▶ What to do: Every line from the start of the records below to the line containing "pub fn undo(g: &mut" should be retyped exactly, that line included, and no others.

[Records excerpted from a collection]
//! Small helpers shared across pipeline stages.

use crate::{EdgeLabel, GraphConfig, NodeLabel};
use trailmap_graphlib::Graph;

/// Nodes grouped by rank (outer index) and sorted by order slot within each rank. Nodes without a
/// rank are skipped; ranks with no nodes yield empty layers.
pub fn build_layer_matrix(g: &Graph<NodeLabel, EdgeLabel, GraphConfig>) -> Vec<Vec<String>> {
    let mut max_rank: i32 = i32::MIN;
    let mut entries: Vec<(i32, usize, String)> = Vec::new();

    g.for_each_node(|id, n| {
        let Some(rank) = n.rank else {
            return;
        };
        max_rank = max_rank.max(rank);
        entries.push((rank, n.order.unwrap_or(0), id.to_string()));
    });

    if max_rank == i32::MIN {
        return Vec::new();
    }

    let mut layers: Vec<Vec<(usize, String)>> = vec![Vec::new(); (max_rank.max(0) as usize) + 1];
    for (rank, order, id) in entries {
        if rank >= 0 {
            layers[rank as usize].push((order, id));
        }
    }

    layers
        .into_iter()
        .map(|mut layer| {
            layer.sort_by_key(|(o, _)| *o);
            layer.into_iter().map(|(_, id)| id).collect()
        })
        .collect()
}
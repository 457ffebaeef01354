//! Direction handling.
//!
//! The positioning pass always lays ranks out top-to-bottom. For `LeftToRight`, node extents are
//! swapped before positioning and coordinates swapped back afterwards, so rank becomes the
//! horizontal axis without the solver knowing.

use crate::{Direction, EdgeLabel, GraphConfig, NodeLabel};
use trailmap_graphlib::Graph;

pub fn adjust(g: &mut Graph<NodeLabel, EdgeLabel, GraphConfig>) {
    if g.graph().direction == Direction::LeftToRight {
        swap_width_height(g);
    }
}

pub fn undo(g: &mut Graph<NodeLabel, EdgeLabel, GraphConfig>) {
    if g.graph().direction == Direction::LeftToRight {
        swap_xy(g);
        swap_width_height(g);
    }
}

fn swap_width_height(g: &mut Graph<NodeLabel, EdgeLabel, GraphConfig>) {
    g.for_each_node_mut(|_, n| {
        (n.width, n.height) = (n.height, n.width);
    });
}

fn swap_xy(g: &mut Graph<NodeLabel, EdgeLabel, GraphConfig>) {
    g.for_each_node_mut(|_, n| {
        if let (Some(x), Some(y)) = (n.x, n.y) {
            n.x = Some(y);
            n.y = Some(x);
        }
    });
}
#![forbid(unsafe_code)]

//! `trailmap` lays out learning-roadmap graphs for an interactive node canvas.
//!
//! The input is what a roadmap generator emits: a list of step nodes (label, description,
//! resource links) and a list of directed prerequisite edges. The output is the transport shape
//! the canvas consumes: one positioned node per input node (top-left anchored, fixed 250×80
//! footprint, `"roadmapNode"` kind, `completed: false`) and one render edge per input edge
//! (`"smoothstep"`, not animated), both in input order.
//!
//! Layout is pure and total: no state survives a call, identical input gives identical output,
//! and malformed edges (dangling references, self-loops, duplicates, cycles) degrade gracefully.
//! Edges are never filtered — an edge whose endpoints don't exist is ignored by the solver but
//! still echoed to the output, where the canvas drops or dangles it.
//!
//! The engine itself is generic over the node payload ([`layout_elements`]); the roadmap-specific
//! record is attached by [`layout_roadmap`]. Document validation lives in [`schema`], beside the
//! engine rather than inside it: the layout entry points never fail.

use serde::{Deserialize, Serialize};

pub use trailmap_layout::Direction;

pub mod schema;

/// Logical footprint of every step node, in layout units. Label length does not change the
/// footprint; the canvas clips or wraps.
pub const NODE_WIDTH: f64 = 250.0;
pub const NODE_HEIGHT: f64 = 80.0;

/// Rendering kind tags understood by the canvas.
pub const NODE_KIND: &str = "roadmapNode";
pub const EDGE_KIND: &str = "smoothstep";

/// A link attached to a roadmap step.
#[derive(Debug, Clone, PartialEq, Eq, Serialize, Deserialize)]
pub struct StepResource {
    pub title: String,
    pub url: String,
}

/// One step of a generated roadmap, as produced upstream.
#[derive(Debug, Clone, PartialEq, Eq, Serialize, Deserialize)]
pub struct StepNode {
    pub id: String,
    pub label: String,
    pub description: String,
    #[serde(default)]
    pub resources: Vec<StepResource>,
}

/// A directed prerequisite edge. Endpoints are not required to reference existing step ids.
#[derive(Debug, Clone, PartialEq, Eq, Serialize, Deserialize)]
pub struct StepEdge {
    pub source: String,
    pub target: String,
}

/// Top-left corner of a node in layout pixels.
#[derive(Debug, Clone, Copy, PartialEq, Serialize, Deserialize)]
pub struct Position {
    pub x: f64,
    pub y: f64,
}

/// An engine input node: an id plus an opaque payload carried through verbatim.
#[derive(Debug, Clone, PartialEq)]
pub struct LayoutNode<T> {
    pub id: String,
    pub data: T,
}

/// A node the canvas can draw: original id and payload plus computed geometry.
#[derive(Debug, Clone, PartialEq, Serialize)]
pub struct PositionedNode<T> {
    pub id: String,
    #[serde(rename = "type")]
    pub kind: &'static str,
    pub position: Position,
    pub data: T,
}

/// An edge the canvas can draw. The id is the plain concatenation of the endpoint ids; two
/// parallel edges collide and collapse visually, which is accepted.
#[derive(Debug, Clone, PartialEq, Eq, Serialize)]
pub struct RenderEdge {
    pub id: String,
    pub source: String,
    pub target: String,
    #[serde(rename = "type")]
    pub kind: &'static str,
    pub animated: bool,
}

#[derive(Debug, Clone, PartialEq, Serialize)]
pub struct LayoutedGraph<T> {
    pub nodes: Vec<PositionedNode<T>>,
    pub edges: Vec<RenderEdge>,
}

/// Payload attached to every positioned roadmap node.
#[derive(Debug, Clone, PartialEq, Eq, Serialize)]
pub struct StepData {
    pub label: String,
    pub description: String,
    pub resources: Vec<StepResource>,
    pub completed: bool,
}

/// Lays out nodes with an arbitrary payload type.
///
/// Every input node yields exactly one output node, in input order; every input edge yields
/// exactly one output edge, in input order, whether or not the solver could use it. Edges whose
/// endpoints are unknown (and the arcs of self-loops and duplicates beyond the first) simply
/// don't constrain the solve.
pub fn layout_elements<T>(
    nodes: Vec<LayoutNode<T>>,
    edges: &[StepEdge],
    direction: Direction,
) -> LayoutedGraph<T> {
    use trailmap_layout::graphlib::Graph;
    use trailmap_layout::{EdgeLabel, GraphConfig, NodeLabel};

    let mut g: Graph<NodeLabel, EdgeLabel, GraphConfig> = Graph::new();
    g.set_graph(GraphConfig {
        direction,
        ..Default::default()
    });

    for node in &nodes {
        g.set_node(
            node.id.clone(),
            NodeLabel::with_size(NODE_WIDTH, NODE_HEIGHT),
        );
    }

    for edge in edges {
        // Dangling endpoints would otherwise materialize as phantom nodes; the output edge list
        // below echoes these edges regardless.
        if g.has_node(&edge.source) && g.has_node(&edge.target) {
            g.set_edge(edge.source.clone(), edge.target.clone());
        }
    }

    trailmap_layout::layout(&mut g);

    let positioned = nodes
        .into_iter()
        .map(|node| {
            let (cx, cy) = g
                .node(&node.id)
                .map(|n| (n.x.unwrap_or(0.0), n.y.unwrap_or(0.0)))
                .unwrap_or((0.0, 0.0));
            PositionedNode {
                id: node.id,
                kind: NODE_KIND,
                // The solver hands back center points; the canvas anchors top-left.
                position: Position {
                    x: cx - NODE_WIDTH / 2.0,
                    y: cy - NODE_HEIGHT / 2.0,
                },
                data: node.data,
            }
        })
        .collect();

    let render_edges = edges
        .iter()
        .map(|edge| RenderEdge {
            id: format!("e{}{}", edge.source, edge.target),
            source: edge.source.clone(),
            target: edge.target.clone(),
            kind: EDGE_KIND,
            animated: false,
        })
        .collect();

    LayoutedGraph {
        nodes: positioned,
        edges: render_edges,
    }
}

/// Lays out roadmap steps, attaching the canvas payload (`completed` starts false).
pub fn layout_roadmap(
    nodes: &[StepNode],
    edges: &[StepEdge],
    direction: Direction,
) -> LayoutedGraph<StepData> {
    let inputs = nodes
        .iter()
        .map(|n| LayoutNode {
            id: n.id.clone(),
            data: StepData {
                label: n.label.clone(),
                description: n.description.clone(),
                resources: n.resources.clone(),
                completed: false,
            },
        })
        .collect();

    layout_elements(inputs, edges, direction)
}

▶ Response for this exercise:
//! Small helpers shared across pipeline stages.

use crate::{EdgeLabel, GraphConfig, NodeLabel};
use trailmap_graphlib::Graph;

/// Nodes grouped by rank (outer index) and sorted by order slot within each rank. Nodes without a
/// rank are skipped; ranks with no nodes yield empty layers.
pub fn build_layer_matrix(g: &Graph<NodeLabel, EdgeLabel, GraphConfig>) -> Vec<Vec<String>> {
    let mut max_rank: i32 = i32::MIN;
    let mut entries: Vec<(i32, usize, String)> = Vec::new();

    g.for_each_node(|id, n| {
        let Some(rank) = n.rank else {
            return;
        };
        max_rank = max_rank.max(rank);
        entries.push((rank, n.order.unwrap_or(0), id.to_string()));
    });

    if max_rank == i32::MIN {
        return Vec::new();
    }

    let mut layers: Vec<Vec<(usize, String)>> = vec![Vec::new(); (max_rank.max(0) as usize) + 1];
    for (rank, order, id) in entries {
        if rank >= 0 {
            layers[rank as usize].push((order, id));
        }
    }

    layers
        .into_iter()
        .map(|mut layer| {
            layer.sort_by_key(|(o, _)| *o);
            layer.into_iter().map(|(_, id)| id).collect()
        })
        .collect()
}
repository 457ffebaeef01354
//! Direction handling.
//!
//! The positioning pass always lays ranks out top-to-bottom. For `LeftToRight`, node extents are
//! swapped before positioning and coordinates swapped back afterwards, so rank becomes the
//! horizontal axis without the solver knowing.

use crate::{Direction, EdgeLabel, GraphConfig, NodeLabel};
use trailmap_graphlib::Graph;

pub fn adjust(g: &mut Graph<NodeLabel, EdgeLabel, GraphConfig>) {
    if g.graph().direction == Direction::LeftToRight {
        swap_width_height(g);
    }
}

pub fn undo(g: &mut Graph<NodeLabel, EdgeLabel, GraphConfig>) {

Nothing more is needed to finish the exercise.